The more you examine Net Zero, the more it looks to be a blend of middle class utopian high fantasy and eco-fascism, as the entire economy is deliberately steered toward the green industrial policy. You could be forgiven for thinking it was little to do with curbing emissions and is more likely the spasm of a shell-shocked establishment that believes it must do something in response to Brexit. To this day they still believe Brexit was caused by austerity, thus a redistributive industrial policy ensures we won’t vote the wrong way again. This is ultimately a form of socialism, and will have roughly the same consequences – power cuts, stagnation, mass unemployment and civil unrest.
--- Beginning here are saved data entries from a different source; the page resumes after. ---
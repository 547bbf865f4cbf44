use serde::{Deserialize, Serialize};

/// Overall sentiment label decided by the fusion engine.
#[derive(Debug, Clone, Copy, PartialEq, Eq, Hash, Serialize, Deserialize)]
pub enum Sentiment {
    Positive,
    Negative,
    Neutral,
}

impl Sentiment {
    #[must_use]
    pub fn as_str(self) -> &'static str {
        match self {
            Sentiment::Positive => "Positive",
            Sentiment::Negative => "Negative",
            Sentiment::Neutral => "Neutral",
        }
    }

    #[must_use]
    pub fn emoji(self) -> &'static str {
        match self {
            Sentiment::Positive => "\u{1F60A}",
            Sentiment::Negative => "\u{1F61E}",
            Sentiment::Neutral => "\u{1F610}",
        }
    }

    /// Display colour used by front ends, as a CSS hex string.
    #[must_use]
    pub fn color(self) -> &'static str {
        match self {
            Sentiment::Positive => "#28a745",
            Sentiment::Negative => "#dc3545",
            Sentiment::Neutral => "#6c757d",
        }
    }
}

impl std::fmt::Display for Sentiment {
    fn fmt(&self, f: &mut std::fmt::Formatter<'_>) -> std::fmt::Result {
        f.write_str(self.as_str())
    }
}

/// Coarse strength bucket of the stronger of the two model signals.
#[derive(Debug, Clone, Copy, PartialEq, Eq, Hash, Serialize, Deserialize)]
pub enum ConfidenceLevel {
    Low,
    Medium,
    High,
}

impl ConfidenceLevel {
    #[must_use]
    pub fn as_str(self) -> &'static str {
        match self {
            ConfidenceLevel::Low => "Low",
            ConfidenceLevel::Medium => "Medium",
            ConfidenceLevel::High => "High",
        }
    }
}

impl std::fmt::Display for ConfidenceLevel {
    fn fmt(&self, f: &mut std::fmt::Formatter<'_>) -> std::fmt::Result {
        f.write_str(self.as_str())
    }
}

/// Raw outputs of the two scoring models for one text.
///
/// `polarity` and `subjectivity` come from the lexicon polarity model,
/// `compound` from the valence model. Never mutated after scoring.
#[derive(Debug, Clone, Copy, PartialEq)]
pub struct RawScores {
    /// Signed strength in `[-1.0, 1.0]`.
    pub polarity: f64,
    /// `0.0` fully objective to `1.0` fully subjective.
    pub subjectivity: f64,
    /// Normalized valence aggregate in `[-1.0, 1.0]`.
    pub compound: f64,
}

/// Where the analyzed text came from.
#[derive(Debug, Clone, Copy, PartialEq, Eq, Serialize, Deserialize)]
#[serde(rename_all = "lowercase")]
pub enum SourceKind {
    Text,
    File,
    Url,
}

impl SourceKind {
    #[must_use]
    pub fn as_str(self) -> &'static str {
        match self {
            SourceKind::Text => "text",
            SourceKind::File => "file",
            SourceKind::Url => "url",
        }
    }
}

/// Fused outcome of one analysis. Read-only once built.
#[derive(Debug, Clone, PartialEq)]
pub struct AnalysisResult {
    pub sentiment: Sentiment,
    pub confidence_level: ConfidenceLevel,
    pub raw_scores: RawScores,
    /// Whitespace-delimited tokens in the full, untruncated text.
    pub word_count: usize,
    /// Characters in the full, untruncated text.
    pub char_count: usize,
    /// At most 500 characters, `"..."`-terminated when truncated.
    pub text_preview: String,
}

impl AnalysisResult {
    /// One-sentence human summary, e.g.
    /// `"The text shows positive sentiment with high confidence."`.
    #[must_use]
    pub fn details(&self) -> String {
        format!(
            "The text shows {} sentiment with {} confidence.",
            self.sentiment.as_str().to_lowercase(),
            self.confidence_level.as_str().to_lowercase()
        )
    }
}

/// First `max_chars` characters of `text`, with `"..."` appended when
/// anything was cut. Text at or under the limit is returned unchanged.
#[must_use]
pub fn truncate_with_ellipsis(text: &str, max_chars: usize) -> String {
    match text.char_indices().nth(max_chars) {
        Some((cut, _)) => format!("{}...", &text[..cut]),
        None => text.to_string(),
    }
}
It’s true that there was a policy vacuum in the wake of Brexit. The Brexit vote demanded a national stock take and a change of direction, but Net Zero has filled that void being that the Brexiteer cupboard was bare. The Tories don’t know what they stand for or how to deliver it, and in the absence of any big ideas, they’ve gone with the globalist meme of Net Zero. In that regard, Net Zero is not a departure from stultifying EU policy agendas. It’s an acceleration of policies that began with the Large Combustion Plant Directive and the Renewables Directive.


Though Boris Johnson has appointed Jacob Rees-Mogg as a Brexit opportunities minister, this is merely throwing a bone to the Boris fanboys who still think Johnson is getting Brexit done. Rees-Mogg himself is appealing for the public to write in with suggestions as to which EU regulations should be struck out. Were there coherent Brexit agenda he wouldn’t need to ask. Moreover, this is a non-job. Mr Rees-Mogg can sit there with his red pen and strike out piffling regulations, but nothing he does will be allowed to interfere with the flagship Net Zero policy. Yet again we’re being taken for fools by Johnson.


As Aris Roussinos writes in Unherd, in an article not dissimilar to those found on the UKIP website recently, “it will be necessary for the Conservatives to have some time on the Opposition benches to determine what they stand for, and what their vision of the Britain of the near future is”. Net Zero isn’t going to cut it and until the Tories have a notion of what Brexit is supposed to be for, it’s not going to translate into the revolution many of us hoped it would be. Boris Johnson has gone native.